■ **Provided material**
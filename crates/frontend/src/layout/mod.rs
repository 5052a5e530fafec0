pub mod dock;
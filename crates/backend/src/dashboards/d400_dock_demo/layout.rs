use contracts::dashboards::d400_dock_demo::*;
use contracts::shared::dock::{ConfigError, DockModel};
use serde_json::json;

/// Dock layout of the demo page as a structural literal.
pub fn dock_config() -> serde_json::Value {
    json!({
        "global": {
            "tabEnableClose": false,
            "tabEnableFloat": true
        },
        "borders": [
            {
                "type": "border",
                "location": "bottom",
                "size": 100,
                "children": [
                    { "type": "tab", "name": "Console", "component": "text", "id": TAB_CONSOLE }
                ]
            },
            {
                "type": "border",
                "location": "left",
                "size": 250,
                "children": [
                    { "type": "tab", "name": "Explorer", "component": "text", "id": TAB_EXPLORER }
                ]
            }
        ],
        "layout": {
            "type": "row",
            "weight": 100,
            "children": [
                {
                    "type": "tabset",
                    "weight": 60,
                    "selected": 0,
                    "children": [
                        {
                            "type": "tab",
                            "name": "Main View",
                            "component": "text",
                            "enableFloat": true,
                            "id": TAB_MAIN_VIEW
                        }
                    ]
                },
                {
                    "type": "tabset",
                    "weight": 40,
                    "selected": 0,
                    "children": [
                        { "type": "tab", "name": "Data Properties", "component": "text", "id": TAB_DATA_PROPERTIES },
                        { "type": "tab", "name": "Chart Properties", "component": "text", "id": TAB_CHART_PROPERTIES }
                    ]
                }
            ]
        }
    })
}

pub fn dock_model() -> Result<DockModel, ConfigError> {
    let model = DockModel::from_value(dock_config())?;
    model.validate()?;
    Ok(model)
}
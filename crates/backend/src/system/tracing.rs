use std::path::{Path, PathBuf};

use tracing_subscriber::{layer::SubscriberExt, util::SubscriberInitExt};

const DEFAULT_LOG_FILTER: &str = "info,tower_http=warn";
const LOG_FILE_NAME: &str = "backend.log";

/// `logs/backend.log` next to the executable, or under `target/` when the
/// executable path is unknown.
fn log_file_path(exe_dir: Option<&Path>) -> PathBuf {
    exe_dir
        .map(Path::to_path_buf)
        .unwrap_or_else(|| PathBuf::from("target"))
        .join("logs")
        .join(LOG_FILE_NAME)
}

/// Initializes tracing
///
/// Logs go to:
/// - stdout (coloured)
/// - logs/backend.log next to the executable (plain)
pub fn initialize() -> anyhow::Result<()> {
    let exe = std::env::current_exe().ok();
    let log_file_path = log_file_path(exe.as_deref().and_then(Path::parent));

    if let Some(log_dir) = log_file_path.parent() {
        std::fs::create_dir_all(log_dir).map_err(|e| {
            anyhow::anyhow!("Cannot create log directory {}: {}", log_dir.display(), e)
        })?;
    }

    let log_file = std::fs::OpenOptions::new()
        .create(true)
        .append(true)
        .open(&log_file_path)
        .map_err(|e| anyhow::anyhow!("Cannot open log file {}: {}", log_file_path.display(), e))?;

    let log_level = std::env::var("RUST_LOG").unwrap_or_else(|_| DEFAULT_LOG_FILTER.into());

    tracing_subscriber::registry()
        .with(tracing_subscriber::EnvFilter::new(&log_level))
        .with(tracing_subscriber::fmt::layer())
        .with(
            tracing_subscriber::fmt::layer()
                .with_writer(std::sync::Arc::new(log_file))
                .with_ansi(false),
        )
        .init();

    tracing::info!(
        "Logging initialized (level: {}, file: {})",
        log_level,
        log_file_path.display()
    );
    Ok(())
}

==

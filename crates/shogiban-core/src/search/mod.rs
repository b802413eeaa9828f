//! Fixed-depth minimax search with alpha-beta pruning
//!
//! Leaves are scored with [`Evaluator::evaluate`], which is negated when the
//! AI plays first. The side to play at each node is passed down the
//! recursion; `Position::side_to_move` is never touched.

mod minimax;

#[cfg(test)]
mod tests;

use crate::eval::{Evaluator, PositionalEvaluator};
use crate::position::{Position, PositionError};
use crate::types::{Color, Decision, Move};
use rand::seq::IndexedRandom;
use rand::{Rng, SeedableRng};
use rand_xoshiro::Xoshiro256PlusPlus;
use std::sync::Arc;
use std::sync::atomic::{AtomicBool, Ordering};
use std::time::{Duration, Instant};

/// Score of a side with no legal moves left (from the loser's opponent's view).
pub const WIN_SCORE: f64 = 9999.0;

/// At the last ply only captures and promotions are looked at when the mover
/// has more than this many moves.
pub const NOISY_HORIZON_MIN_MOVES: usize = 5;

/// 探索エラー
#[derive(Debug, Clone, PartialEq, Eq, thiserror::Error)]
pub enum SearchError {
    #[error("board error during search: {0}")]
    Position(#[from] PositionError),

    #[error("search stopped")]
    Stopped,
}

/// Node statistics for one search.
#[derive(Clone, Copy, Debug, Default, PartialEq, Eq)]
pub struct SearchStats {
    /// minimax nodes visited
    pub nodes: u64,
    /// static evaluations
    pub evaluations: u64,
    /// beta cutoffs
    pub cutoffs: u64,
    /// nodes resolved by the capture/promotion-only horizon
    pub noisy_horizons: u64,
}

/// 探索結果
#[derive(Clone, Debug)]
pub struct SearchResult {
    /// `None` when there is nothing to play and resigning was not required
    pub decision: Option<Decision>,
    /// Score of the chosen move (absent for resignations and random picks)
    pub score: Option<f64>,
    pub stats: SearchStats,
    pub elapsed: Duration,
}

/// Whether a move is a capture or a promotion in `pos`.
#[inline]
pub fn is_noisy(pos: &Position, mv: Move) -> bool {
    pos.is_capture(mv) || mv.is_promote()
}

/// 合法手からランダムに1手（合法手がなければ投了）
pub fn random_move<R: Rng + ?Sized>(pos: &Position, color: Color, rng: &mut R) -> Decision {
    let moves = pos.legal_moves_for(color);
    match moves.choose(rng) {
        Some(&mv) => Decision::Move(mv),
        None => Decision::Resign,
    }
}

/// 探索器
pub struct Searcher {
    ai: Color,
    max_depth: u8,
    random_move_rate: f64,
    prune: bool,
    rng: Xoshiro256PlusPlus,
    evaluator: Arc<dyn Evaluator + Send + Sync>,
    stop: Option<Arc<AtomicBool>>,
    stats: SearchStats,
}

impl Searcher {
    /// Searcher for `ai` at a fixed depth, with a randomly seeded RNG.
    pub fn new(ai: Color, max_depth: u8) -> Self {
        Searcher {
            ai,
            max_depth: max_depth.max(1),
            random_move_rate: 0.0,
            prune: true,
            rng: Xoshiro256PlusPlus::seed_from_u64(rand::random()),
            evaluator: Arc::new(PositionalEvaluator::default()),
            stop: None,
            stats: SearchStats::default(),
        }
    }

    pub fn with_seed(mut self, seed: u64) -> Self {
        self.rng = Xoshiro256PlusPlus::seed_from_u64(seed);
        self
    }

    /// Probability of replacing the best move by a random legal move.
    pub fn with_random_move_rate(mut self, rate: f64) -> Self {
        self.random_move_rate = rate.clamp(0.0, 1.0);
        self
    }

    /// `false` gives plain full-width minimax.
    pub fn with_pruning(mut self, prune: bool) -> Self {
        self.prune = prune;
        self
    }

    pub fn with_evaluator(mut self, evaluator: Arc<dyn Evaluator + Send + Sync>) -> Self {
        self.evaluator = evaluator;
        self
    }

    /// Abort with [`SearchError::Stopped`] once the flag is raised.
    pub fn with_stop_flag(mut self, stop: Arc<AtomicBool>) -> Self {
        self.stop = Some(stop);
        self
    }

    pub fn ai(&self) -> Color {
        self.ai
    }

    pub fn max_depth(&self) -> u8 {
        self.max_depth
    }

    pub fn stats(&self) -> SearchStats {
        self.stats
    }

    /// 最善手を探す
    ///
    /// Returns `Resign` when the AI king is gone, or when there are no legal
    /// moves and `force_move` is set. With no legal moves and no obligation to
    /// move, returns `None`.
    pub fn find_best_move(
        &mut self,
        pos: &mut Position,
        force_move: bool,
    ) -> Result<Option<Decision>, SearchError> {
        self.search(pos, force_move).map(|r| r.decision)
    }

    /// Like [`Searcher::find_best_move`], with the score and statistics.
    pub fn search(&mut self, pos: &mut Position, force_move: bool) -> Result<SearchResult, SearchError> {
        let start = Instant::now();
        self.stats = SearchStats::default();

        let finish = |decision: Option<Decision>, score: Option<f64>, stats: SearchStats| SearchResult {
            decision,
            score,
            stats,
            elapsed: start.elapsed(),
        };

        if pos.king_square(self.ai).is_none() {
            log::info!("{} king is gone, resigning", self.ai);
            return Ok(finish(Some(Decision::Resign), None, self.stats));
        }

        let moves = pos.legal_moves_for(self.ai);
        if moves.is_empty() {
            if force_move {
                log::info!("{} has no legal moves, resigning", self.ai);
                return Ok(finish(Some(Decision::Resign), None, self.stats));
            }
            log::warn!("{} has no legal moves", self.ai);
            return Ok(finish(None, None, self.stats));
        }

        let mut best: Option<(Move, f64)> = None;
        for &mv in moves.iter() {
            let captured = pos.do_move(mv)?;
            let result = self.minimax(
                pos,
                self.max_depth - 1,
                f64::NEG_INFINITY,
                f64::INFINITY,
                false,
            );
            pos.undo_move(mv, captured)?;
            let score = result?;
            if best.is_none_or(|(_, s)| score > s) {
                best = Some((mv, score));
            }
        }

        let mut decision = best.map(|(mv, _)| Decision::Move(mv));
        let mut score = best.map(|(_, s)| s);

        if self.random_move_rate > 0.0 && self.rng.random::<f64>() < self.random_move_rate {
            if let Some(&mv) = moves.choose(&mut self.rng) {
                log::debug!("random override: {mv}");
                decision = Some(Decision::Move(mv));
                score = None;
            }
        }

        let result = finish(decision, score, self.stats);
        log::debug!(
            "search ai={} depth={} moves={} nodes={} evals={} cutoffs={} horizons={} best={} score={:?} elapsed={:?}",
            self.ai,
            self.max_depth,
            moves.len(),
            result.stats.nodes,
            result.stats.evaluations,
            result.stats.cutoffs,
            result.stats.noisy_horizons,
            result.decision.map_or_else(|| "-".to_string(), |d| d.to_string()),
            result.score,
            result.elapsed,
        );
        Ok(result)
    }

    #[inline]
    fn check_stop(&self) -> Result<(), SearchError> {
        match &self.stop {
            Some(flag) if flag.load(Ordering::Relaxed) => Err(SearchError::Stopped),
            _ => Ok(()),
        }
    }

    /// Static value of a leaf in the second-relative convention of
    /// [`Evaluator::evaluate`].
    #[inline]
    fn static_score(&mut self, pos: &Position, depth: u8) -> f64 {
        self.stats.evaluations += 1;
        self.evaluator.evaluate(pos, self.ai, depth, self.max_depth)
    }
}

■ **What you need to do**
Which lines of the listing above hold the word "choose"? Copy each of them.

■ **Answer to the exercise**
    match moves.choose(rng) {
            if let Some(&mv) = moves.choose(&mut self.rng) {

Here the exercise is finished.